Extract each line holding the word "forest" from the entries.
Supplied records Block Start
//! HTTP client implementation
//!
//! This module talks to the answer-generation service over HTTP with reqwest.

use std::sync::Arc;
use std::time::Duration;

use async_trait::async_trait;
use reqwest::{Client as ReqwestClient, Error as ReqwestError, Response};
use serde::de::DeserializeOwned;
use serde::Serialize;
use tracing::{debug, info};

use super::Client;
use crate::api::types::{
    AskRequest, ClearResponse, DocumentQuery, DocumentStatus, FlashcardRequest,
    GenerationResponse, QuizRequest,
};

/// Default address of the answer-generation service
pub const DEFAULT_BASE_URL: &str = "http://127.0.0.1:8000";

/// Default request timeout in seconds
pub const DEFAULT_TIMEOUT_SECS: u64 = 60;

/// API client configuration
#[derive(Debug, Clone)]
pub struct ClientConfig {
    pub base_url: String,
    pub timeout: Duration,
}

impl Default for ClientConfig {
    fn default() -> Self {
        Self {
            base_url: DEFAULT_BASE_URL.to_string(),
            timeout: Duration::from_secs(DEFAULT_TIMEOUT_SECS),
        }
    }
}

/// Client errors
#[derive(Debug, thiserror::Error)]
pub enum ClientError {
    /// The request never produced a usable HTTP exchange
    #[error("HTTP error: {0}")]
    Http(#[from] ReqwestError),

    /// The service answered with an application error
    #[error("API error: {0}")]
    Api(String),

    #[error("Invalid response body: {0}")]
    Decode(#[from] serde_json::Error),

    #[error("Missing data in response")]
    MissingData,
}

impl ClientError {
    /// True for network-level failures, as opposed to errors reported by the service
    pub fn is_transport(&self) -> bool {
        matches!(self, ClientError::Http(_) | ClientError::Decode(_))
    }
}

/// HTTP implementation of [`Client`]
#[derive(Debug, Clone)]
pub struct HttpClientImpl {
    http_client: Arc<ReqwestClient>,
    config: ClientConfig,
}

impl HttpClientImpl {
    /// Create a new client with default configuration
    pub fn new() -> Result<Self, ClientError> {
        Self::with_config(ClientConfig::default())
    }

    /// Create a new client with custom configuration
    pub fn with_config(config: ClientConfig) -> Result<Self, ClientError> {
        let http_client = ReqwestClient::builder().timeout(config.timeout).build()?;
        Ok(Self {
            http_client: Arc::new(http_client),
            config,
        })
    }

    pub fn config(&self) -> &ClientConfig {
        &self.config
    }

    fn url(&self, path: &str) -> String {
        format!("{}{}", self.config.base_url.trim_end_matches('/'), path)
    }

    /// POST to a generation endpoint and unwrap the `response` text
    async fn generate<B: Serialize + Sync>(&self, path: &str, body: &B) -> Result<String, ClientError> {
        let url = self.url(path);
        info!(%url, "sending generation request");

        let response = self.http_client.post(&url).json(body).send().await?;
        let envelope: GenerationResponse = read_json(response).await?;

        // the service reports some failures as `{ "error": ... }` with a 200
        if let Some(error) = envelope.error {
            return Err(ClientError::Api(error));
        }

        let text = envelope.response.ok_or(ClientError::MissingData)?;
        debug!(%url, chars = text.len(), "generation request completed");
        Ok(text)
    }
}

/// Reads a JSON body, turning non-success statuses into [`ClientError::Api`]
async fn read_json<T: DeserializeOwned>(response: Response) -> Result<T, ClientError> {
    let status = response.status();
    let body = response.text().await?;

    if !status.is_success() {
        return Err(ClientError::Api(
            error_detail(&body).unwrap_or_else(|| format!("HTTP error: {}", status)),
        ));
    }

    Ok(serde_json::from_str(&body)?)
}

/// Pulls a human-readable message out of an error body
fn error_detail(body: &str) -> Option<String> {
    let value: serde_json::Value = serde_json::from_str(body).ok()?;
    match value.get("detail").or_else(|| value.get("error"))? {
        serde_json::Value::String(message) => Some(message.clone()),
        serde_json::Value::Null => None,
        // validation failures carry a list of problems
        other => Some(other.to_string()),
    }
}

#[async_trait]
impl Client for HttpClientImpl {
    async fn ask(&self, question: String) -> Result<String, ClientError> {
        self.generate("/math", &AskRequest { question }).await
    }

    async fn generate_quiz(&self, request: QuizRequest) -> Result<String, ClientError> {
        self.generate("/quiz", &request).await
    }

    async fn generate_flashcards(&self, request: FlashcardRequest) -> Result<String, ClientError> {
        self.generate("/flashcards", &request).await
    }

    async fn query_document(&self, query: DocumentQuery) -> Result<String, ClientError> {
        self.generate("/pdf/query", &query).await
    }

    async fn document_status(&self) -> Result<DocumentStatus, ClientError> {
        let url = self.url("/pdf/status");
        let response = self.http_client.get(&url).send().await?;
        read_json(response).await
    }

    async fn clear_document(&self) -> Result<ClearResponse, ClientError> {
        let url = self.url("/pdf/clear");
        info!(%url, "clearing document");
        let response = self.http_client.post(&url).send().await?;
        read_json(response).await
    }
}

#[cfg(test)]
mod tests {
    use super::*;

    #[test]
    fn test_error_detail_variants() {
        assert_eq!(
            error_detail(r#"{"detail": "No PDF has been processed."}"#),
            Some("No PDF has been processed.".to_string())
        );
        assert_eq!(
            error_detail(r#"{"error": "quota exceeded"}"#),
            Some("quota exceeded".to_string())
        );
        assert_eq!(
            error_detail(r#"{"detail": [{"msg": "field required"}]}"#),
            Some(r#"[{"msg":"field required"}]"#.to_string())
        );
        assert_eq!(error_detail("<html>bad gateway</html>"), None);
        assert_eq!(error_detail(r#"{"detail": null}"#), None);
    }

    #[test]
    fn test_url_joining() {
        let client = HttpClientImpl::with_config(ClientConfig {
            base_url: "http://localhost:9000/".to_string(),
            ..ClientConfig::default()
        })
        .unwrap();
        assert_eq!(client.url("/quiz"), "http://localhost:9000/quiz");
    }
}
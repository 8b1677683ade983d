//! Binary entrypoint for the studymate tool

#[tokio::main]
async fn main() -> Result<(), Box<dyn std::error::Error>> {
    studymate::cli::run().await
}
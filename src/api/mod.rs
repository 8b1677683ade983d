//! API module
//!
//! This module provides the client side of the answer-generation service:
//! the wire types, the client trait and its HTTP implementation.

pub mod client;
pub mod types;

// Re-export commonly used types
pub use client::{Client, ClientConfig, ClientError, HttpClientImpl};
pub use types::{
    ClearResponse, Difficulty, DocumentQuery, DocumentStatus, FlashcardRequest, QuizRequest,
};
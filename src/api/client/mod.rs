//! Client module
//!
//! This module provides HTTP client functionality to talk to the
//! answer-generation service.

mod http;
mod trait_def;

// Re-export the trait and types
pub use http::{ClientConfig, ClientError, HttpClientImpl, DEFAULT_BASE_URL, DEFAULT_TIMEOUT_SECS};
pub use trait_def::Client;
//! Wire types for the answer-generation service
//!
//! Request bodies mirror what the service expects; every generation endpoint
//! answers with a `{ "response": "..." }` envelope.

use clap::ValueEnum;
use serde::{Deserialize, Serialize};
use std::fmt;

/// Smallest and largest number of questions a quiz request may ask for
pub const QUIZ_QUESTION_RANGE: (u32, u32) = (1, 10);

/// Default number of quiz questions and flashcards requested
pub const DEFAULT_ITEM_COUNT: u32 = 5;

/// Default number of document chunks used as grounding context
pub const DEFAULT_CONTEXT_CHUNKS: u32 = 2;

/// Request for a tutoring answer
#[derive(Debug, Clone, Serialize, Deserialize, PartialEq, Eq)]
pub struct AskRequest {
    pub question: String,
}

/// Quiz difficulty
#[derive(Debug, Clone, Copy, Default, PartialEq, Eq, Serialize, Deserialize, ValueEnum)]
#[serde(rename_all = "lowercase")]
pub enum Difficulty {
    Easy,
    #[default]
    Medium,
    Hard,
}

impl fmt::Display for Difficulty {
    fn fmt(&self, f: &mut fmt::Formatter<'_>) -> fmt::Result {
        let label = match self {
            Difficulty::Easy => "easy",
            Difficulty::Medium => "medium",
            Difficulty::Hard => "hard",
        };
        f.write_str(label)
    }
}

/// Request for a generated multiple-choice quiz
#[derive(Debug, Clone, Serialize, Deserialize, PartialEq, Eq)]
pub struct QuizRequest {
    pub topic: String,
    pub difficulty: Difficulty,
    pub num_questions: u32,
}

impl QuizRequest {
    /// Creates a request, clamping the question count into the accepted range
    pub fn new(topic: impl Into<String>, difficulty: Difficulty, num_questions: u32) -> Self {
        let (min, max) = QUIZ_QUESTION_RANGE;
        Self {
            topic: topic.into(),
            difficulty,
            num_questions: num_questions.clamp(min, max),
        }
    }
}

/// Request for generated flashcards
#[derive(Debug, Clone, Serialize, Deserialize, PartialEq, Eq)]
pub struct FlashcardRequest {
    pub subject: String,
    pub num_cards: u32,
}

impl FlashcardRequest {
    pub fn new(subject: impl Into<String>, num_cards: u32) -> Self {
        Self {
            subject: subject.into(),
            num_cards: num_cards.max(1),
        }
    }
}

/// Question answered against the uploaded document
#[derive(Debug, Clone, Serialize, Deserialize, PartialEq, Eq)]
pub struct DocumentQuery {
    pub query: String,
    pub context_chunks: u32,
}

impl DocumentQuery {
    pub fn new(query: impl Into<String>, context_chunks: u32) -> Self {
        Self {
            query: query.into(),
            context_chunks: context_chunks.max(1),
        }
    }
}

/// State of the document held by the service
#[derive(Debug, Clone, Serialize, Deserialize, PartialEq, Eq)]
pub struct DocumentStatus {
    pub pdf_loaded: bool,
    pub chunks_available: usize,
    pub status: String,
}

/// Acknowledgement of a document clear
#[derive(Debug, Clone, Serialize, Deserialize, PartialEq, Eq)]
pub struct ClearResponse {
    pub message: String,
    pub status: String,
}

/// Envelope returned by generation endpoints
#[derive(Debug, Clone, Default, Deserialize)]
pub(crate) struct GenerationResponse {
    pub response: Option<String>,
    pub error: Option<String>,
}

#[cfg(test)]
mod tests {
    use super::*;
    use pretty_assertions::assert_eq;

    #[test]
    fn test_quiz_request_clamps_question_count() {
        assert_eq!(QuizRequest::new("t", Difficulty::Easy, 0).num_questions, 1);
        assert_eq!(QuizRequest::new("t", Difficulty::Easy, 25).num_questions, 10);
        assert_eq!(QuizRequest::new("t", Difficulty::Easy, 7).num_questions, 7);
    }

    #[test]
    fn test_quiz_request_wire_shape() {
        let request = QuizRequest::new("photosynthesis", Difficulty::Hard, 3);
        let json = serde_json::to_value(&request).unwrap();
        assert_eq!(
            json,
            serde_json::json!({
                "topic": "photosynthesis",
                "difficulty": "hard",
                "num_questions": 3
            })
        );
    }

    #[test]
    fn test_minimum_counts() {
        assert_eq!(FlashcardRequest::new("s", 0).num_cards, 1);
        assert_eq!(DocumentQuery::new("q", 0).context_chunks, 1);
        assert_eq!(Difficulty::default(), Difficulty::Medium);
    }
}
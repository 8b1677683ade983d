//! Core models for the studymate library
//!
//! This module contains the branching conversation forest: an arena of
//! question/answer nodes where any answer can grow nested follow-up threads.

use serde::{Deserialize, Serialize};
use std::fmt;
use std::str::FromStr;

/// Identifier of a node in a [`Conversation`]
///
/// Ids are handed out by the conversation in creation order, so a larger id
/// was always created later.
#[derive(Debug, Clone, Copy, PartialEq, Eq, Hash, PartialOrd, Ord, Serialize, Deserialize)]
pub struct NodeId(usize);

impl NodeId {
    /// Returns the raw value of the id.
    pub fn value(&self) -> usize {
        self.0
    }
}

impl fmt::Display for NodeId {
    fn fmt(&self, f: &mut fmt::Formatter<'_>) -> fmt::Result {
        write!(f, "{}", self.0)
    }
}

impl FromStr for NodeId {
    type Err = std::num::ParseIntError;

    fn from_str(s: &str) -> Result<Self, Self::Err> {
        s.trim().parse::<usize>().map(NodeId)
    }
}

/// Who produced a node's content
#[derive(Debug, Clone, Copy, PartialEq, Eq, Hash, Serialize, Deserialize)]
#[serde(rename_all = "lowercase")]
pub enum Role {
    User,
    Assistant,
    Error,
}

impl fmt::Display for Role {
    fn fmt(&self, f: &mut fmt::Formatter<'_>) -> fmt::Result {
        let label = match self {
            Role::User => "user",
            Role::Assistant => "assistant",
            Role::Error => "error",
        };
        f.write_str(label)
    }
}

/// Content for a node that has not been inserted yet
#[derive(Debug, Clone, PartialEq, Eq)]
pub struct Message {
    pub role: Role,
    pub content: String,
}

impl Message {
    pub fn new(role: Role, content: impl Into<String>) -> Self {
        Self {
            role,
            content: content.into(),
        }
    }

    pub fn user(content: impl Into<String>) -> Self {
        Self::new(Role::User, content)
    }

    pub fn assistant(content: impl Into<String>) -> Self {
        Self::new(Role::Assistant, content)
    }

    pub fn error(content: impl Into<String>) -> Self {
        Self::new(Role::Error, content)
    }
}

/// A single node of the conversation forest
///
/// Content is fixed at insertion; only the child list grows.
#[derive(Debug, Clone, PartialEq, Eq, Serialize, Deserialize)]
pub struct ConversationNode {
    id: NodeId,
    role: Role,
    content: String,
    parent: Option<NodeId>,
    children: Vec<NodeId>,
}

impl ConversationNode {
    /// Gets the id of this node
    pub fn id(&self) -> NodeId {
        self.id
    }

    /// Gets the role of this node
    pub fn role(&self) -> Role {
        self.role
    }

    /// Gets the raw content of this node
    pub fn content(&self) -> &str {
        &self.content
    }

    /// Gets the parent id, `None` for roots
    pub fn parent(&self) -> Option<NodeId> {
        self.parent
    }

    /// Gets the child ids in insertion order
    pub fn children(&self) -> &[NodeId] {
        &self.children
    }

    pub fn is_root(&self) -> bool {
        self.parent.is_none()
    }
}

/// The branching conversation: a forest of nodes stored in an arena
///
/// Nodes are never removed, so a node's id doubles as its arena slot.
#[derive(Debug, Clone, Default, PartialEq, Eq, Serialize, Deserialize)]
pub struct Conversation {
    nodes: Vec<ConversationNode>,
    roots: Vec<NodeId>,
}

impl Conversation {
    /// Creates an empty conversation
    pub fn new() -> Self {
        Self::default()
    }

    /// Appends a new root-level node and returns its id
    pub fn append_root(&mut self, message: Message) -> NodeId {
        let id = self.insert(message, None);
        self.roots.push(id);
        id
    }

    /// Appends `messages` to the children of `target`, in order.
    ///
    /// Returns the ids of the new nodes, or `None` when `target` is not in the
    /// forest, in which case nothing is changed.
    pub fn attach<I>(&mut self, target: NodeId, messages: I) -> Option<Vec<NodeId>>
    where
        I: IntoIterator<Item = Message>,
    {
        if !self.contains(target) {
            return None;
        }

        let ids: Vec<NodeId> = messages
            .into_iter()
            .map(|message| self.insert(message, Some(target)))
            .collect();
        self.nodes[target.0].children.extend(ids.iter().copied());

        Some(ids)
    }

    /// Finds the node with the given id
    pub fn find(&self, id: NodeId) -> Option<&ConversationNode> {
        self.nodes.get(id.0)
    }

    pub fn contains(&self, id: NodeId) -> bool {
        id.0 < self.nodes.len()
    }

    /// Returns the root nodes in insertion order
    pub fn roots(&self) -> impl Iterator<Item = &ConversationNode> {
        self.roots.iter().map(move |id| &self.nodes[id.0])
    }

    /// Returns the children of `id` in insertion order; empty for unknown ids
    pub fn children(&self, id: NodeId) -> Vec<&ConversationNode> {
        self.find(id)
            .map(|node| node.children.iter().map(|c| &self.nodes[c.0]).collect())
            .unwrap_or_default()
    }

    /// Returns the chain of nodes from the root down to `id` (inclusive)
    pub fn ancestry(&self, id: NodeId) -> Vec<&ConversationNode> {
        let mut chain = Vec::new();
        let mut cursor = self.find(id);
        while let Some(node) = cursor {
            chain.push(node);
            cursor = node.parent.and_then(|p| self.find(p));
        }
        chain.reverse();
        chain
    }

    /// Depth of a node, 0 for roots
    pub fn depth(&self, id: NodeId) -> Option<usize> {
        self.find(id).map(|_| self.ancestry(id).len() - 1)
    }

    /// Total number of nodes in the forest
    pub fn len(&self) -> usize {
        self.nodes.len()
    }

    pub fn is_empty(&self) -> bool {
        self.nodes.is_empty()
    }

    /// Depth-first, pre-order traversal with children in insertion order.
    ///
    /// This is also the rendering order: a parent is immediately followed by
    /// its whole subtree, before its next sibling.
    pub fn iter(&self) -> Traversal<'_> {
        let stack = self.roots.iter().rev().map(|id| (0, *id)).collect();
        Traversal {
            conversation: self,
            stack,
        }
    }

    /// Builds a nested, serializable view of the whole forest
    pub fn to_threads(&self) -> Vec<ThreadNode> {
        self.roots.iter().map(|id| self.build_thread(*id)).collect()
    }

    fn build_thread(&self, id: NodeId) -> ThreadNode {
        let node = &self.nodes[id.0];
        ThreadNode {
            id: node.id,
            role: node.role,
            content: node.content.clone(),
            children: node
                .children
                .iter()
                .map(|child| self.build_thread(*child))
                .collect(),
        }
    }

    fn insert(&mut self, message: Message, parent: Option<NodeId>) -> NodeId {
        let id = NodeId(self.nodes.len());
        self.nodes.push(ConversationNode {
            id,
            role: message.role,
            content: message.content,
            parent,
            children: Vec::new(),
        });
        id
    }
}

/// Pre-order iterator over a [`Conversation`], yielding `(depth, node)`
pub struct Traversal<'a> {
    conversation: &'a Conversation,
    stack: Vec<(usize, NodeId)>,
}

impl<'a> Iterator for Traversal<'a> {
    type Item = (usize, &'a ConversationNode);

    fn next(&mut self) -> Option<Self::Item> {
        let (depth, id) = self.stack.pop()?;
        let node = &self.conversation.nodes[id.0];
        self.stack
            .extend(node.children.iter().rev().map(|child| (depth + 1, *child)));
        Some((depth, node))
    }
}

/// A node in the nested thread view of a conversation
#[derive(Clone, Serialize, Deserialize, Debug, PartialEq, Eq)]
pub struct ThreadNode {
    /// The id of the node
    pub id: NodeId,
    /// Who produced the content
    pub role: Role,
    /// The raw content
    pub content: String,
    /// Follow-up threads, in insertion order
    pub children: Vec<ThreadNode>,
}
Supplied records Block End
- **Response**:
//! This module contains the branching conversation forest: an arena of
/// A single node of the conversation forest
/// The branching conversation: a forest of nodes stored in an arena
    /// forest, in which case nothing is changed.
    /// Total number of nodes in the forest
    /// Builds a nested, serializable view of the whole forest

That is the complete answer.